After hostilities increased, the town was occupied by 2,000 Indians in a siege
lasting 70 days. When word of the occupation and resulting siege by federal
troops reached Boston, Pictou and Nogeeshik left for South Dakota. Arriving
several days later, they immediately busied themselves by sneaking food and
medical supplies to the occupiers. Initially, they camped at Crow Dog's
Paradise, the home of medicine men Henry Crow Dog and Leonard Crow Dog. Later,
inside one of the stores at Wounded Knee, Aquash helped deliver Pedro, the first
son of Mary Brave Bird, who would soon marry Leonard Crow Dog. On April 12,
1973, Anna Mae married Nogeeshik Aquash in a traditional Lakota (Sioux) ceremony
presided over by Nicholas Black Elk and Wallace Black Elk.

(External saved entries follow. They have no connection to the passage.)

//! Krait fuzzing runtime.
//!
//! The engine is linked into the user's binary: `main` hands the target
//! function to [`fuzz_main`], which branches into the worker loop when the
//! process was spawned as a worker and otherwise parses the command line
//! and runs the requested mode.
//!
//! ```no_run
//! fn target(data: &[u8]) {
//!     let _ = std::str::from_utf8(data);
//! }
//!
//! fn main() {
//!     krait_fuzzer::fuzz_main(target);
//! }
//! ```

pub mod cli;
pub mod comm;
pub mod config;
pub mod crash;
pub mod orchestrator;
pub mod state;
pub mod stats;
pub mod worker;

pub use config::{Config, StartMethod};
pub use orchestrator::FuzzSummary;

use crate::crash::CrashDir;
use clap::Parser;
use std::fs;
use std::path::Path;

/// The function under test: gets a byte string, returns nothing, may
/// panic. Statically linked; workers rebind it through [`worker::enter`]
/// when the binary is re-executed.
pub type Target = fn(&[u8]);

/// Number of payload bytes `show` prints per crash.
const SHOW_PAYLOAD_LEN: usize = 32;

/// Full CLI entry point. Never returns; the process exit code is 0 when no
/// crash was recorded, 1 when at least one was, 2 for invalid invocations
/// and 70 for internal failures.
pub fn fuzz_main(target: Target) -> ! {
    worker::enter(target);

    let cli = cli::Cli::parse();

    let env = env_logger::Env::new().filter_or("KRAIT_LOG", "info");
    env_logger::Builder::from_env(env)
        .format_timestamp(Some(env_logger::TimestampPrecision::Seconds))
        .target(env_logger::Target::Stdout)
        .init();

    let code = match run_command(cli, target) {
        Ok(code) => code,
        Err(e) => {
            eprintln!("error: {:#}", e);
            if is_user_error(&e) {
                2
            } else {
                70
            }
        }
    };
    std::process::exit(code);
}

/// Runs the orchestrator on an already-built configuration. Callers going
/// through this instead of [`fuzz_main`] must still call
/// [`worker::enter`] at the top of `main`, or spawned workers will rerun
/// the caller's `main` as regular invocations.
pub fn boot(config: Config) -> anyhow::Result<FuzzSummary> {
    orchestrator::Orchestrator::new(config)?.run()
}

fn run_command(cli: cli::Cli, target: Target) -> anyhow::Result<i32> {
    match &cli.command {
        cli::CliCommand::Show => {
            show_crashes(&cli.crash_dir)?;
            Ok(0)
        }
        cli::CliCommand::Fuzz { regression: true, .. } => {
            let still_crashing = orchestrator::run_regression(&cli.crash_dir, target)?;
            log::info!("regression: {} samples still crashing", still_crashing);
            Ok(if still_crashing > 0 { 1 } else { 0 })
        }
        command => {
            let config = command
                .to_config(cli.crash_dir.clone())
                .expect("fuzz command always maps to a config");
            let summary = boot(config)?;
            log::info!(
                "done: {} executions, {} edges, {} corpus entries, {} crashes",
                summary.executions,
                summary.edges,
                summary.corpus,
                summary.crashes
            );
            Ok(if summary.crashes > 0 { 1 } else { 0 })
        }
    }
}

fn show_crashes(dir: &Path) -> anyhow::Result<()> {
    let crashes = CrashDir::open(dir)?;
    for path in crashes.entries()? {
        let sample = fs::read(&path)?;
        let mut payload = hex::encode(&sample[..sample.len().min(SHOW_PAYLOAD_LEN)]);
        if sample.len() > SHOW_PAYLOAD_LEN {
            payload.push_str("...");
        }
        println!("{} ({} bytes): {}", path.display(), sample.len(), payload);
    }
    Ok(())
}

/// Errors the user has to fix get exit code 2; everything else is an
/// internal failure.
fn is_user_error(e: &anyhow::Error) -> bool {
    e.chain().any(|cause| {
        cause.downcast_ref::<state::StateError>().is_some()
            || cause.downcast_ref::<config::ConfigError>().is_some()
    })
}

#[cfg(test)]
mod tests {
    use super::is_user_error;
    use crate::config::Config;
    use crate::state::StateError;

    #[test]
    fn config_and_state_errors_are_user_errors() {
        let config = Config {
            seed_dir: "/definitely/not/here".into(),
            ..Config::default()
        };
        let err = anyhow::Error::from(config.check().unwrap_err());
        assert!(is_user_error(&err));

        let err = anyhow::Error::from(StateError::UnsupportedVersion { found: 9 })
            .context("failed to load state file");
        assert!(is_user_error(&err));

        let err = anyhow::anyhow!("worker report channel lost");
        assert!(!is_user_error(&err));
    }
}
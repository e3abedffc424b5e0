//! End-to-end scenarios driven through real worker processes.
//!
//! The harness is disabled for this test: fuzzing re-executes the current
//! binary to create workers, so `main` must branch into the worker loop
//! itself. The scenario being fuzzed travels through the environment; a
//! respawned worker reads it back to bind the right target before calling
//! `worker::enter`.

use krait_core::trace;
use krait_fuzzer::{boot, orchestrator, worker, Config, Target};
use std::env;
use std::fs;
use std::path::Path;
use std::time::Duration;

const TARGET_ENV: &str = "KRAIT_E2E_TARGET";

fn main() {
    // In a worker process both TARGET_ENV and the worker marker are set;
    // in the parent, TARGET_ENV is unset when main starts.
    if let Ok(name) = env::var(TARGET_ENV) {
        worker::enter(target_for(&name));
    }

    let env = env_logger::Env::new().filter_or("KRAIT_LOG", "warn");
    env_logger::Builder::from_env(env).init();

    trivial_crash_is_found();
    unreachable_branch_is_reached();
    noop_target_times_out_cleanly();
    regression_replays_recorded_crashes();
    checkpoint_and_resume();
    crashes_deduplicate_across_workers();

    println!("all scenarios passed");
}

fn target_for(name: &str) -> Target {
    match name {
        "div" => divide_by_first_byte,
        "cobra" => cobra,
        "noop" => noop,
        "empty" => crash_on_empty,
        other => panic!("unknown scenario target {other}"),
    }
}

/// Crashes iff the input starts with 0x41.
fn divide_by_first_byte(data: &[u8]) {
    trace::cov_hit(10);
    if data.is_empty() {
        return;
    }
    trace::cov_hit(11);
    let divisor = if data[0] != 0x41 { 1 } else { 0 };
    let _ = data[0] / divisor;
}

/// Crashes iff the input is exactly `COBRA!!!`. Every matched prefix byte
/// reports a distinct location, so the corpus can climb toward the match.
fn cobra(data: &[u8]) {
    const MAGIC: &[u8] = b"COBRA!!!";
    let matched = data
        .iter()
        .zip(MAGIC)
        .take_while(|(a, b)| a == b)
        .count();
    for i in 0..matched {
        trace::cov_hit(200 + i as u64);
    }
    if matched == MAGIC.len() && data.len() == MAGIC.len() {
        panic!("found the magic input");
    }
}

fn noop(_data: &[u8]) {}

/// Crashes iff the input is empty.
fn crash_on_empty(data: &[u8]) {
    trace::cov_hit(20);
    if data.is_empty() {
        panic!("empty input");
    }
}

struct Scenario {
    _root: tempfile::TempDir,
    config: Config,
}

/// Builds a scratch session fuzzing `target_name` on the given seeds.
fn scenario(target_name: &str, seeds: &[&[u8]]) -> Scenario {
    let root = tempfile::tempdir().expect("failed to create scratch dir");
    let seed_dir = root.path().join("seeds");
    fs::create_dir(&seed_dir).unwrap();
    for (i, seed) in seeds.iter().enumerate() {
        fs::write(seed_dir.join(format!("seed-{i}")), seed).unwrap();
    }
    let config = Config {
        seed_dir,
        crash_dir: root.path().join("crashes"),
        num_workers: 2,
        stat_frequency: Duration::from_secs(1),
        ..Config::default()
    };
    env::set_var(TARGET_ENV, target_name);
    Scenario { _root: root, config }
}

fn crash_files(dir: &Path) -> Vec<Vec<u8>> {
    let mut entries: Vec<_> = fs::read_dir(dir)
        .map(|it| it.filter_map(Result::ok).map(|e| e.path()).collect())
        .unwrap_or_default();
    entries.sort();
    entries.iter().map(|p| fs::read(p).unwrap()).collect()
}

fn trivial_crash_is_found() {
    let s = scenario("div", &[b""]);
    let config = Config {
        max_crashes: Some(1),
        max_time: Some(Duration::from_secs(120)),
        ..s.config.clone()
    };

    let summary = boot(config.clone()).expect("fuzzing session failed");
    assert!(summary.crashes >= 1, "no crash found within the budget");
    let crashes = crash_files(&config.crash_dir);
    assert!(!crashes.is_empty());
    assert!(
        crashes.iter().any(|c| c.first() == Some(&0x41)),
        "recorded crash does not start with 0x41"
    );
    println!("ok: trivial crash");
}

fn unreachable_branch_is_reached() {
    let s = scenario("cobra", &[b"COBRA"]);
    let config = Config {
        max_crashes: Some(1),
        max_time: Some(Duration::from_secs(240)),
        ..s.config.clone()
    };

    let summary = boot(config.clone()).expect("fuzzing session failed");
    assert!(summary.crashes >= 1, "magic input not found within the budget");
    let crashes = crash_files(&config.crash_dir);
    assert!(
        crashes.iter().any(|c| c == b"COBRA!!!"),
        "crash content is not the magic input"
    );
    println!("ok: unreachable branch");
}

fn noop_target_times_out_cleanly() {
    let s = scenario("noop", &[b"anything"]);
    let config = Config {
        max_time: Some(Duration::from_secs(3)),
        ..s.config.clone()
    };

    let summary = boot(config.clone()).expect("fuzzing session failed");
    assert_eq!(summary.crashes, 0);
    assert!(crash_files(&config.crash_dir).is_empty());
    assert!(summary.executions > 0, "workers never reported progress");
    println!("ok: no-op target");
}

fn regression_replays_recorded_crashes() {
    // Reuses the trivial-crash target on a freshly recorded crash.
    let s = scenario("div", &[b""]);
    let config = Config {
        max_crashes: Some(1),
        max_time: Some(Duration::from_secs(120)),
        ..s.config.clone()
    };
    boot(config.clone()).expect("fuzzing session failed");

    let still = orchestrator::run_regression(&config.crash_dir, divide_by_first_byte)
        .expect("regression replay failed");
    assert!(still >= 1, "recorded crash did not reproduce");

    // A target that no longer crashes reports zero.
    let still = orchestrator::run_regression(&config.crash_dir, noop).unwrap();
    assert_eq!(still, 0);
    println!("ok: regression replay");
}

fn checkpoint_and_resume() {
    let s = scenario("cobra", &[b"COBRA"]);
    let state_path = s._root.path().join("state.dat");

    let first = Config {
        state: Some(state_path.clone()),
        max_time: Some(Duration::from_secs(3)),
        checkpoint_interval: Duration::from_secs(1),
        ..s.config.clone()
    };
    let first_summary = boot(first).expect("first session failed");
    assert!(state_path.exists(), "no checkpoint was written");

    let resumed = Config {
        state: Some(state_path.clone()),
        max_crashes: Some(1),
        max_time: Some(Duration::from_secs(240)),
        ..s.config.clone()
    };
    let summary = boot(resumed.clone()).expect("resumed session failed");
    assert!(
        summary.corpus >= first_summary.corpus,
        "resume lost corpus entries"
    );
    let crashes = crash_files(&resumed.crash_dir);
    assert!(
        crashes.iter().any(|c| c == b"COBRA!!!"),
        "crash not found across checkpoint/resume"
    );
    println!("ok: checkpoint/resume");
}

fn crashes_deduplicate_across_workers() {
    let s = scenario("empty", &[b""]);
    let config = Config {
        num_workers: 4,
        max_time: Some(Duration::from_secs(5)),
        ..s.config.clone()
    };

    boot(config.clone()).expect("fuzzing session failed");
    let crashes = crash_files(&config.crash_dir);
    // Every worker crashes on the empty seed; the directory still holds
    // exactly one file, whose content is the empty sample.
    assert_eq!(crashes.len(), 1, "dedup failed: {} files", crashes.len());
    assert!(crashes[0].is_empty());
    println!("ok: crash dedup");
}
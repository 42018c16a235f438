//! Tree nodes.
//!
//! A [`Node`] is either a control node (sequence, selector, priority or
//! random selector) owning an ordered list of children, or a leaf adapter
//! wrapping a single [`Task`]. Status flows bottom-up through return values;
//! nodes hold no references to their parents.

use std::fmt;

use crate::composite::{Composite, Flow, Order};
use crate::error::{BuildError, Result};
use crate::task::Task;
use crate::Status;

/// Tag identifying what a node does, for diagnostics and errors.
#[derive(Debug, Clone, Copy, PartialEq, Eq, Hash)]
pub enum NodeKind {
    Sequence,
    Selector,
    PrioritySelector,
    RandomSelector,
    Leaf,
}

impl NodeKind {
    pub const fn as_str(self) -> &'static str {
        match self {
            NodeKind::Sequence => "sequence",
            NodeKind::Selector => "selector",
            NodeKind::PrioritySelector => "priority selector",
            NodeKind::RandomSelector => "random selector",
            NodeKind::Leaf => "leaf",
        }
    }

    /// Returns `true` for every kind that owns children.
    #[inline]
    pub fn is_composite(self) -> bool {
        !matches!(self, NodeKind::Leaf)
    }
}

impl fmt::Display for NodeKind {
    fn fmt(&self, f: &mut fmt::Formatter<'_>) -> fmt::Result {
        f.write_str(self.as_str())
    }
}

pub(crate) enum Body<C> {
    Leaf(Box<dyn Task<C>>),
    Composite(Composite<C>),
}

/// A node in a behavior tree.
///
/// The `name` is only used for diagnostics. The `priority` is only consulted
/// by a parent priority selector.
pub struct Node<C> {
    name: String,
    priority: i32,
    pub(crate) body: Body<C>,
}

impl<C> Node<C> {
    fn composite(name: impl Into<String>, flow: Flow) -> Self {
        Self {
            name: name.into(),
            priority: 0,
            body: Body::Composite(Composite::new(flow)),
        }
    }

    /// Runs children in order until one fails (logical AND).
    pub fn sequence(name: impl Into<String>) -> Self {
        Self::composite(name, Flow::Sequence)
    }

    /// Runs children in order until one succeeds (logical OR).
    pub fn selector(name: impl Into<String>) -> Self {
        Self::composite(name, Flow::Selector)
    }

    /// Selector that re-checks children by descending priority every tick.
    pub fn priority_selector(name: impl Into<String>) -> Self {
        Self::composite(name, Flow::Prioritized(Order::Priority))
    }

    /// Selector that evaluates children in a random order, redrawn for every
    /// activation. Seeded from operating system entropy.
    pub fn random_selector(name: impl Into<String>) -> Self {
        Self::composite(name, Flow::Prioritized(Order::shuffle_from_entropy()))
    }

    /// Same as [`Node::random_selector`] but with a reproducible sequence of
    /// permutations.
    pub fn random_selector_seeded(name: impl Into<String>, seed: u64) -> Self {
        Self::composite(name, Flow::Prioritized(Order::shuffle_seeded(seed)))
    }

    /// Leaf adapter delegating ticks and resets to `task`.
    pub fn leaf(name: impl Into<String>, task: impl Task<C> + 'static) -> Self {
        Self {
            name: name.into(),
            priority: 0,
            body: Body::Leaf(Box::new(task)),
        }
    }

    pub fn with_priority(mut self, priority: i32) -> Self {
        self.priority = priority;
        self
    }

    /// Appends a child to a control node.
    ///
    /// # Errors
    ///
    /// Returns [`BuildError::LeafWithChildren`] when called on a leaf.
    pub fn add_child(&mut self, child: Node<C>) -> Result<()> {
        match &mut self.body {
            Body::Composite(composite) => {
                composite.children.push(child);
                Ok(())
            }
            Body::Leaf(_) => Err(BuildError::LeafWithChildren {
                name: self.name.clone(),
            }),
        }
    }

    /// Chaining form of [`Node::add_child`].
    pub fn with_child(mut self, child: Node<C>) -> Result<Self> {
        self.add_child(child)?;
        Ok(self)
    }

    pub fn name(&self) -> &str {
        &self.name
    }

    pub fn priority(&self) -> i32 {
        self.priority
    }

    pub fn kind(&self) -> NodeKind {
        match &self.body {
            Body::Leaf(_) => NodeKind::Leaf,
            Body::Composite(composite) => composite.kind(),
        }
    }

    /// Direct children in insertion order. Empty for leaves.
    pub fn children(&self) -> &[Node<C>] {
        match &self.body {
            Body::Leaf(_) => &[],
            Body::Composite(composite) => &composite.children,
        }
    }

    /// Index of the child that will be queried on the next tick.
    ///
    /// Always `0` for leaves and prioritized selectors.
    pub fn cursor(&self) -> usize {
        match &self.body {
            Body::Leaf(_) => 0,
            Body::Composite(composite) => composite.cursor,
        }
    }

    /// Cached evaluation order of a priority or random selector, as indices
    /// into [`children`](Node::children).
    ///
    /// `None` for other kinds, and while the cache is invalidated (before the
    /// first tick of an activation).
    pub fn evaluation_order(&self) -> Option<&[usize]> {
        match &self.body {
            Body::Composite(composite) => composite.order.as_deref(),
            Body::Leaf(_) => None,
        }
    }

    /// Number of nodes in this subtree, including `self`.
    pub fn node_count(&self) -> usize {
        1 + self.children().iter().map(Node::node_count).sum::<usize>()
    }

    /// Evaluates this node for one tick.
    pub fn tick(&mut self, ctx: &mut C) -> Status {
        match &mut self.body {
            Body::Leaf(task) => task.tick(ctx),
            Body::Composite(composite) => composite.tick(&self.name, ctx),
        }
    }

    /// Clears all progress in this subtree: cursors return to `0`, selector
    /// caches are dropped and every task is reset.
    pub fn reset(&mut self) {
        match &mut self.body {
            Body::Leaf(task) => task.reset(),
            Body::Composite(composite) => composite.reset(),
        }
    }

    /// Checks that every control node in this subtree has children.
    pub(crate) fn validate(&self) -> Result<()> {
        match &self.body {
            Body::Leaf(_) => Ok(()),
            Body::Composite(composite) if composite.children.is_empty() => {
                Err(BuildError::EmptyComposite {
                    name: self.name.clone(),
                    kind: composite.kind(),
                })
            }
            Body::Composite(composite) => composite.children.iter().try_for_each(Node::validate),
        }
    }
}

impl<C> fmt::Debug for Node<C> {
    fn fmt(&self, f: &mut fmt::Formatter<'_>) -> fmt::Result {
        let mut s = f.debug_struct("Node");
        s.field("name", &self.name)
            .field("kind", &self.kind())
            .field("priority", &self.priority);
        if self.kind().is_composite() {
            s.field("cursor", &self.cursor())
                .field("children", &self.children());
        }
        s.finish()
    }
}

#[cfg(test)]
mod tests {
    use super::*;
    use crate::{Action, Condition};

    fn noop() -> Node<()> {
        Node::leaf("noop", Action::new(|_: &mut ()| {}))
    }

    #[test]
    fn leaf_rejects_children() {
        let mut leaf = noop();
        let err = leaf.add_child(noop()).unwrap_err();

        assert_eq!(
            err,
            BuildError::LeafWithChildren {
                name: "noop".into()
            }
        );
        assert!(leaf.children().is_empty());
    }

    #[test]
    fn validate_reports_first_empty_composite() {
        let tree = Node::sequence("root")
            .with_child(noop())
            .unwrap()
            .with_child(Node::selector("hollow"))
            .unwrap();

        assert_eq!(
            tree.validate(),
            Err(BuildError::EmptyComposite {
                name: "hollow".into(),
                kind: NodeKind::Selector,
            })
        );
    }

    #[test]
    fn empty_composites_resolve_as_exhausted() {
        let mut ctx = ();
        assert_eq!(Node::<()>::sequence("s").tick(&mut ctx), Status::Success);
        assert_eq!(Node::<()>::selector("s").tick(&mut ctx), Status::Failure);
        assert_eq!(Node::<()>::priority_selector("p").tick(&mut ctx), Status::Failure);
        assert_eq!(Node::<()>::random_selector_seeded("r", 1).tick(&mut ctx), Status::Failure);
    }

    #[test]
    fn reset_is_full_subtree() {
        let mut inner = Node::sequence("inner");
        inner.add_child(noop()).unwrap();
        inner.add_child(noop()).unwrap();
        let mut outer = Node::sequence("outer")
            .with_child(inner)
            .unwrap()
            .with_child(Node::leaf("no", Condition::new(|_: &()| false)))
            .unwrap();
        let mut ctx = ();

        assert_eq!(outer.tick(&mut ctx), Status::Running);
        assert_eq!(outer.children()[0].cursor(), 1);

        outer.reset();
        assert_eq!(outer.cursor(), 0);
        assert_eq!(outer.children()[0].cursor(), 0);
    }

    #[test]
    fn node_count_includes_self() {
        let tree = Node::selector("root")
            .with_child(noop())
            .unwrap()
            .with_child(Node::sequence("seq").with_child(noop()).unwrap())
            .unwrap();

        assert_eq!(tree.node_count(), 4);
        assert_eq!(tree.kind(), NodeKind::Selector);
        assert_eq!(tree.children()[1].kind().as_str(), "sequence");
    }
}
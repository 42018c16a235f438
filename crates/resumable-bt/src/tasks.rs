//! Concrete leaf tasks.
//!
//! These cover the common leaf shapes of frame-ticked game logic:
//!
//! - [`Action`]: fire-and-forget, always succeeds
//! - [`Condition`]: pure check, never runs
//! - [`TimedAction`]: one-shot operation, then background work until a
//!   duration elapses
//! - [`Activity`]: start hook, then background work until a success or fail
//!   predicate resolves it

use crate::task::{DeltaTime, Noop, Operation, Predicate, Task};
use crate::Status;

/// Runs an operation once per tick and succeeds.
///
/// # Example
///
/// ```rust
/// use resumable_bt::{Action, Status, Task};
///
/// let mut jump = Action::new(|height: &mut u32| *height += 1);
/// let mut height = 0;
/// assert_eq!(jump.tick(&mut height), Status::Success);
/// assert_eq!(height, 1);
/// ```
pub struct Action<O> {
    operation: O,
}

impl<O> Action<O> {
    pub fn new(operation: O) -> Self {
        Self { operation }
    }
}

impl<C, O: Operation<C>> Task<C> for Action<O> {
    fn tick(&mut self, ctx: &mut C) -> Status {
        self.operation.run(ctx);
        Status::Success
    }
}

/// Maps a predicate onto `Success` / `Failure`.
///
/// Typically placed first in a sequence to gate the work that follows it.
pub struct Condition<P> {
    predicate: P,
}

impl<P> Condition<P> {
    pub fn new(predicate: P) -> Self {
        Self { predicate }
    }
}

impl<C, P: Predicate<C>> Task<C> for Condition<P> {
    fn tick(&mut self, ctx: &mut C) -> Status {
        if self.predicate.check(ctx) {
            Status::Success
        } else {
            Status::Failure
        }
    }
}

/// Fires a one-shot operation on the first tick of an activation, then runs a
/// background operation every tick until `duration` has elapsed.
///
/// # Semantics
///
/// Each tick first adds the context's [`DeltaTime`] to the elapsed time:
/// - Elapsed time above `duration`: clear progress and return `Success`.
///   Neither operation runs on that tick.
/// - Otherwise: run the one-shot operation if it has not fired yet, then the
///   background operation, and return `Running`.
pub struct TimedAction<O, B> {
    once: O,
    background: B,
    duration: f32,
    elapsed: f32,
    fired: bool,
}

impl<O, B> TimedAction<O, B> {
    pub fn new(once: O, background: B, duration: f32) -> Self {
        Self {
            once,
            background,
            duration,
            elapsed: 0.0,
            fired: false,
        }
    }

    pub fn duration(&self) -> f32 {
        self.duration
    }

    /// Time accumulated during the current activation.
    pub fn elapsed(&self) -> f32 {
        self.elapsed
    }

    /// Whether the one-shot operation already ran in this activation.
    pub fn has_fired(&self) -> bool {
        self.fired
    }
}

impl<O> TimedAction<O, Noop> {
    /// Timed action without background work.
    pub fn once(once: O, duration: f32) -> Self {
        Self::new(once, Noop, duration)
    }
}

impl<C, O, B> Task<C> for TimedAction<O, B>
where
    C: DeltaTime,
    O: Operation<C>,
    B: Operation<C>,
{
    fn tick(&mut self, ctx: &mut C) -> Status {
        self.elapsed += ctx.delta_time();

        if self.elapsed > self.duration {
            self.elapsed = 0.0;
            self.fired = false;
            return Status::Success;
        }

        if !self.fired {
            self.fired = true;
            self.once.run(ctx);
        }
        self.background.run(ctx);

        Status::Running
    }

    fn reset(&mut self) {
        self.elapsed = 0.0;
        self.fired = false;
    }
}

/// Long-running behavior resolved by a pair of predicates.
///
/// # Semantics
///
/// - The start hook runs on the first tick of every activation.
/// - If the success predicate holds, the success hook runs and the task
///   returns `Success`.
/// - Else if the fail predicate holds, the fail hook runs and the task also
///   returns `Success`: failing is a different outcome, not a different
///   control-flow signal.
/// - Otherwise the background hook runs and the task returns `Running`.
///
/// Both resolutions end the activation, so the next tick fires the start hook
/// again.
///
/// # Example
///
/// ```rust
/// use resumable_bt::{Activity, Status, Task};
///
/// // Count up until we reach 3.
/// let mut climb = Activity::new(|n: &u32| *n >= 3, |_: &u32| false)
///     .in_background(|n: &mut u32| *n += 1);
///
/// let mut n = 0;
/// assert_eq!(climb.tick(&mut n), Status::Running);
/// assert_eq!(climb.tick(&mut n), Status::Running);
/// assert_eq!(climb.tick(&mut n), Status::Running);
/// assert_eq!(climb.tick(&mut n), Status::Success);
/// ```
pub struct Activity<C> {
    succeed_when: Box<dyn Predicate<C>>,
    fail_when: Box<dyn Predicate<C>>,
    on_start: Box<dyn Operation<C>>,
    on_success: Box<dyn Operation<C>>,
    on_fail: Box<dyn Operation<C>>,
    background: Box<dyn Operation<C>>,
    started: bool,
}

impl<C> Activity<C> {
    /// Creates an activity from its resolving predicates. All hooks start out
    /// as no-ops.
    pub fn new(
        succeed_when: impl Predicate<C> + 'static,
        fail_when: impl Predicate<C> + 'static,
    ) -> Self {
        Self {
            succeed_when: Box::new(succeed_when),
            fail_when: Box::new(fail_when),
            on_start: Box::new(Noop),
            on_success: Box::new(Noop),
            on_fail: Box::new(Noop),
            background: Box::new(Noop),
            started: false,
        }
    }

    pub fn on_start(mut self, op: impl Operation<C> + 'static) -> Self {
        self.on_start = Box::new(op);
        self
    }

    pub fn on_success(mut self, op: impl Operation<C> + 'static) -> Self {
        self.on_success = Box::new(op);
        self
    }

    pub fn on_fail(mut self, op: impl Operation<C> + 'static) -> Self {
        self.on_fail = Box::new(op);
        self
    }

    pub fn in_background(mut self, op: impl Operation<C> + 'static) -> Self {
        self.background = Box::new(op);
        self
    }

    /// Whether the start hook already ran in the current activation.
    pub fn has_started(&self) -> bool {
        self.started
    }
}

impl<C> Task<C> for Activity<C> {
    fn tick(&mut self, ctx: &mut C) -> Status {
        if !self.started {
            self.started = true;
            self.on_start.run(ctx);
        }

        if self.succeed_when.check(ctx) {
            self.on_success.run(ctx);
            self.started = false;
            return Status::Success;
        }

        if self.fail_when.check(ctx) {
            self.on_fail.run(ctx);
            self.started = false;
            return Status::Success;
        }

        self.background.run(ctx);
        Status::Running
    }

    fn reset(&mut self) {
        self.started = false;
    }
}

The standoff at Wounded Knee ended with the indictment of AIM leaders Dennis
Banks and Russell Means. The Aquashes returned to Boston, where they continued
their work for the movement. Aquash was on her way to becoming a national AIM
leader. In 1974, she moved to St. Paul, Minnesota, to work in the AIM office
there. Within a year, she was involved in the Menominee Indian takeover of an
abandoned Alexian Brothers Catholic Monastery in protest of the termination of
their federal Indian status. The conflict in Gresham, Wisconsin, ended
peacefully, but from that time on, Aquash was constantly under FBI observation.
Back to Wounded Knee
During the summer of 1975, Aquash and AIM security chief Leonard Peltier
attended an AIM conference in Farmington, New Mexico, to lend support to Navajo
protests over mining in the Four Corners area. From there, they were called back
to Pine Ridge to help organize security for Lakota traditionalists and AIM
supporters who were being attacked by Wilson's provisional police force. They
camped on the property of the Jumping Bull family. On June 26, 1975, a fight
broke out between two FBI agents and AIM members. Two agents and a young Indian
were killed. AIM members scattered as an international manhunt began for the FBI
agents' killers. Peltier was later arrested, charged, and convicted of the
murders of the two FBI agents.
Three months later, in September 1975, Aquash was arrested with several others
during a raid on the Rosebud Reservation in South Dakota. Fearing the worst, she
jumped bail and went "underground" (hid from the law). In November, she was
leaving the Port Madison Reservation in Washington State when federal agents
began watching the two vehicles in the AIM caravan. In Oregon, just one mile
short of the Idaho border, state troopers stopped the group and Aquash was again
arrested. She was extradited to South Dakota in handcuffs to face charges from
the raid at Rosebud, as well as federal charges of transporting and possessing
firearms and dangerous weapons, including dynamite. Since she had not been
indicted on the earlier charges, the South Dakota judge released her on bail;
she fled again on November 24, 1975.
On February 24, 1976, a Lakota rancher found Aquash's dead body while riding the
perimeter of his property. Her body's deteriorated condition indicated that she
had been dead for some time. The body was initially taken to the Pine Ridge
Public Health Service for an autopsy. Her cause of death was listed as exposure,
and since no one was able to identify her, she was buried as a "Jane Doe"--an
anonymous corpse. Her hands were cut off and sent to FBI headquarters in
Washington, D.C., for possible identification, and a week later, Aquash was
identified. When her family was informed, they called on AIM to help them secure
a second autopsy. On March 11, 1976, another post-mortem revealed a .32 caliber
bullet hole at the base of Anna Mae's skull. Her death was then officially
designated a homicide. Aquash was reburied with traditional rites, and the
investigation of her murder began.
When Leonard Peltier was arrested for the murder of the two FBI agents at Pine
Ridge, the FBI based part of their case against him on the account of a witness.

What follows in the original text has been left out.